Output exactly the lines below, starting with the line that has "let cells = parse_cell_styles(&xml, &styles).map_err(|e|" and going on through the line that has "fn error(&self, part: &str, err: &dyn", both included, and no other lines.

[Dataset entries]
>>>>>
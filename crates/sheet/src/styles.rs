//! Number formats of worksheet cells, read from the xlsx package.
//!
//! The displayed text of a cell depends on its number format, which calamine
//! does not expose. The format of a cell is found through three parts: the
//! `s` attribute of the cell in the worksheet part, the `cellXfs` entry it
//! indexes in `xl/styles.xml`, and the built-in or custom code of that
//! entry's `numFmtId`.

use crate::a1_notation::parse_a1;
use crate::error::{Result, SheetError};
use crate::number_format::{builtin_format, is_general, FormatOptions};
use quick_xml::events::{BytesStart, Event};
use quick_xml::Reader;
use std::collections::HashMap;
use std::fmt::Display;
use std::fs::File;
use std::io::{BufReader, Read};
use std::path::Path;
use zip::result::ZipError;
use zip::ZipArchive;

const WORKBOOK_PART: &str = "xl/workbook.xml";
const WORKBOOK_RELS_PART: &str = "xl/_rels/workbook.xml.rels";
const STYLES_PART: &str = "xl/styles.xml";

/// Custom number formats and the format id of every cell style
#[derive(Debug, Clone, Default, PartialEq, Eq)]
pub struct StyleTable {
    custom: HashMap<u32, String>,
    cell_xfs: Vec<u32>,
}

impl StyleTable {
    /// Parse `xl/styles.xml`
    pub fn parse(xml: &[u8]) -> quick_xml::Result<Self> {
        let mut reader = Reader::from_reader(xml);
        let mut table = Self::default();
        let mut in_cell_xfs = false;

        loop {
            match reader.read_event()? {
                Event::Eof => break,
                Event::Start(e) if e.local_name().as_ref() == b"cellXfs" => in_cell_xfs = true,
                Event::End(e) if e.local_name().as_ref() == b"cellXfs" => in_cell_xfs = false,
                Event::Start(e) | Event::Empty(e) => match e.local_name().as_ref() {
                    b"numFmt" => {
                        let id = attribute(&e, b"numFmtId")?.and_then(|id| id.parse().ok());
                        if let (Some(id), Some(code)) = (id, attribute(&e, b"formatCode")?) {
                            table.custom.insert(id, code);
                        }
                    }
                    b"xf" if in_cell_xfs => {
                        let id = attribute(&e, b"numFmtId")?
                            .and_then(|id| id.parse().ok())
                            .unwrap_or(0);
                        table.cell_xfs.push(id);
                    }
                    _ => {}
                },
                _ => {}
            }
        }

        Ok(table)
    }

    /// Format code of a cell style, `None` for General
    pub fn code(&self, style: usize) -> Option<&str> {
        let id = self.cell_xfs.get(style).copied().unwrap_or(0);
        let code = self
            .custom
            .get(&id)
            .map(String::as_str)
            .or_else(|| builtin_format(id))?;
        (!is_general(code)).then_some(code)
    }
}

/// Number format codes of one worksheet's cells
#[derive(Debug, Clone, Default)]
pub struct CellFormats {
    styles: StyleTable,
    /// Style index of every cell whose format is not General
    cells: HashMap<(u32, u32), usize>,
    options: FormatOptions,
}

impl CellFormats {
    /// Read the cell formats of `sheet_name` from an xlsx file.
    ///
    /// A package without style or worksheet parts yields General for
    /// every cell.
    pub fn read(path: &Path, sheet_name: &str) -> Result<Self> {
        let mut package = Package::open(path)?;

        let Some(workbook) = package.part(WORKBOOK_PART)? else {
            return Ok(Self::default());
        };
        let workbook =
            parse_workbook(&workbook).map_err(|e| package.error(WORKBOOK_PART, &e))?;
        let options = FormatOptions {
            date1904: workbook.date1904,
        };

        let Some(styles) = package.part(STYLES_PART)? else {
            tracing::debug!("Workbook has no {}, using General formats", STYLES_PART);
            return Ok(Self {
                options,
                ..Self::default()
            });
        };
        let styles = StyleTable::parse(&styles).map_err(|e| package.error(STYLES_PART, &e))?;

        let relationships = match package.part(WORKBOOK_RELS_PART)? {
            Some(xml) => {
                parse_relationships(&xml).map_err(|e| package.error(WORKBOOK_RELS_PART, &e))?
            }
            None => HashMap::new(),
        };
        let part = workbook
            .sheets
            .iter()
            .find(|(name, _)| name == sheet_name)
            .and_then(|(_, id)| relationships.get(id))
            .map(|target| part_name(target));

        let Some(part) = part else {
            tracing::debug!("No worksheet part for sheet '{}'", sheet_name);
            return Ok(Self {
                styles,
                options,
                ..Self::default()
            });
        };
        let Some(xml) = package.part(&part)? else {
            tracing::debug!("Worksheet part {} is missing", part);
            return Ok(Self {
                styles,
                options,
                ..Self::default()
            });
        };
        let cells = parse_cell_styles(&xml, &styles).map_err(|e| package.error(&part, &e))?;
        tracing::debug!("Read number formats of {} cells from {}", cells.len(), part);

        Ok(Self {
            styles,
            cells,
            options,
        })
    }

    /// Format code of the cell at an absolute 0-based position, `None`
    /// for General
    pub fn code_at(&self, row: u32, col: u32) -> Option<&str> {
        let style = *self.cells.get(&(row, col))?;
        self.styles.code(style)
    }

    pub fn options(&self) -> FormatOptions {
        self.options
    }

    /// Number of cells with a non-General format
    pub fn len(&self) -> usize {
        self.cells.len()
    }

    pub fn is_empty(&self) -> bool {
        self.cells.is_empty()
    }
}

struct Package<'a> {
    path: &'a Path,
    archive: ZipArchive<BufReader<File>>,
}

impl<'a> Package<'a> {
    fn open(path: &'a Path) -> Result<Self> {
        let file = File::open(path).map_err(|source| SheetError::Io {
            path: path.to_path_buf(),
            source,
        })?;
        let archive = ZipArchive::new(BufReader::new(file)).map_err(|e| SheetError::Load {
            path: path.to_path_buf(),
            message: e.to_string(),
        })?;
        Ok(Self { path, archive })
    }

    /// Bytes of a package part, `None` when absent
    fn part(&mut self, name: &str) -> Result<Option<Vec<u8>>> {
        let mut entry = match self.archive.by_name(name) {
            Ok(entry) => entry,
            Err(ZipError::FileNotFound) => return Ok(None),
            Err(e) => return Err(part_error(self.path, name, &e)),
        };
        let mut bytes = Vec::new();
        entry
            .read_to_end(&mut bytes)
            .map_err(|source| SheetError::Io {
                path: self.path.to_path_buf(),
                source,
            })?;
        Ok(Some(bytes))
    }

    fn error(&self, part: &str, err: &dyn Display) -> SheetError {
        part_error(self.path, part, err)
    }
}

fn part_error(path: &Path, part: &str, err: &dyn Display) -> SheetError {
    SheetError::Load {
        path: path.to_path_buf(),
        message: format!("{part}: {err}"),
    }
}

struct WorkbookInfo {
    /// Sheet name and relationship id, in workbook order
    sheets: Vec<(String, String)>,
    date1904: bool,
}

fn parse_workbook(xml: &[u8]) -> quick_xml::Result<WorkbookInfo> {
    let mut reader = Reader::from_reader(xml);
    let mut info = WorkbookInfo {
        sheets: Vec::new(),
        date1904: false,
    };

    loop {
        match reader.read_event()? {
            Event::Eof => break,
            Event::Start(e) | Event::Empty(e) => match e.local_name().as_ref() {
                b"sheet" => {
                    // `r:id`; `sheetId` has a different local name
                    if let (Some(name), Some(id)) =
                        (attribute(&e, b"name")?, attribute(&e, b"id")?)
                    {
                        info.sheets.push((name, id));
                    }
                }
                b"workbookPr" => {
                    info.date1904 =
                        matches!(attribute(&e, b"date1904")?.as_deref(), Some("1" | "true"));
                }
                _ => {}
            },
            _ => {}
        }
    }

    Ok(info)
}

fn parse_relationships(xml: &[u8]) -> quick_xml::Result<HashMap<String, String>> {
    let mut reader = Reader::from_reader(xml);
    let mut targets = HashMap::new();

    loop {
        match reader.read_event()? {
            Event::Eof => break,
            Event::Start(e) | Event::Empty(e) if e.local_name().as_ref() == b"Relationship" => {
                if let (Some(id), Some(target)) = (attribute(&e, b"Id")?, attribute(&e, b"Target")?)
                {
                    targets.insert(id, target);
                }
            }
            _ => {}
        }
    }

    Ok(targets)
}

/// Package part name of a workbook relationship target
fn part_name(target: &str) -> String {
    match target.strip_prefix('/') {
        Some(absolute) => absolute.to_string(),
        None => format!("xl/{target}"),
    }
}

/// Style index of every non-General cell, keyed by 0-based (row, col).
///
/// Cells and rows without an `r` attribute follow the previous one.
fn parse_cell_styles(
    xml: &[u8],
    styles: &StyleTable,
) -> quick_xml::Result<HashMap<(u32, u32), usize>> {
    let mut reader = Reader::from_reader(xml);
    let mut cells = HashMap::new();
    let mut row = 0;
    let mut next_row = 0;
    let mut next_col = 0;

    loop {
        match reader.read_event()? {
            Event::Eof => break,
            Event::Start(e) | Event::Empty(e) => match e.local_name().as_ref() {
                b"row" => {
                    row = attribute(&e, b"r")?
                        .and_then(|r| r.parse::<u32>().ok())
                        .map_or(next_row, |r| r.saturating_sub(1));
                    next_row = row + 1;
                    next_col = 0;
                }
                b"c" => {
                    let (cell_row, col) = attribute(&e, b"r")?
                        .as_deref()
                        .and_then(parse_a1)
                        .unwrap_or((row, next_col));
                    next_col = col + 1;
                    let style = attribute(&e, b"s")?
                        .and_then(|s| s.parse::<usize>().ok())
                        .unwrap_or(0);
                    if styles.code(style).is_some() {
                        cells.insert((cell_row, col), style);
                    }
                }
                _ => {}
            },
            _ => {}
        }
    }

    Ok(cells)
}

/// Unescaped value of the attribute with the given local name
fn attribute(element: &BytesStart<'_>, name: &[u8]) -> quick_xml::Result<Option<String>> {
    for attr in element.attributes() {
        let attr = attr?;
        if attr.key.local_name().as_ref() == name {
            return Ok(Some(attr.unescape_value()?.into_owned()));
        }
    }
    Ok(None)
}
<<<<<
# Output below
        let cells = parse_cell_styles(&xml, &styles).map_err(|e| package.error(&part, &e))?;
        tracing::debug!("Read number formats of {} cells from {}", cells.len(), part);

        Ok(Self {
            styles,
            cells,
            options,
        })
    }

    /// Format code of the cell at an absolute 0-based position, `None`
    /// for General
    pub fn code_at(&self, row: u32, col: u32) -> Option<&str> {
        let style = *self.cells.get(&(row, col))?;
        self.styles.code(style)
    }

    pub fn options(&self) -> FormatOptions {
        self.options
    }

    /// Number of cells with a non-General format
    pub fn len(&self) -> usize {
        self.cells.len()
    }

    pub fn is_empty(&self) -> bool {
        self.cells.is_empty()
    }
}

struct Package<'a> {
    path: &'a Path,
    archive: ZipArchive<BufReader<File>>,
}

impl<'a> Package<'a> {
    fn open(path: &'a Path) -> Result<Self> {
        let file = File::open(path).map_err(|source| SheetError::Io {
            path: path.to_path_buf(),
            source,
        })?;
        let archive = ZipArchive::new(BufReader::new(file)).map_err(|e| SheetError::Load {
            path: path.to_path_buf(),
            message: e.to_string(),
        })?;
        Ok(Self { path, archive })
    }

    /// Bytes of a package part, `None` when absent
    fn part(&mut self, name: &str) -> Result<Option<Vec<u8>>> {
        let mut entry = match self.archive.by_name(name) {
            Ok(entry) => entry,
            Err(ZipError::FileNotFound) => return Ok(None),
            Err(e) => return Err(part_error(self.path, name, &e)),
        };
        let mut bytes = Vec::new();
        entry
            .read_to_end(&mut bytes)
            .map_err(|source| SheetError::Io {
                path: self.path.to_path_buf(),
                source,
            })?;
        Ok(Some(bytes))
    }

    fn error(&self, part: &str, err: &dyn Display) -> SheetError {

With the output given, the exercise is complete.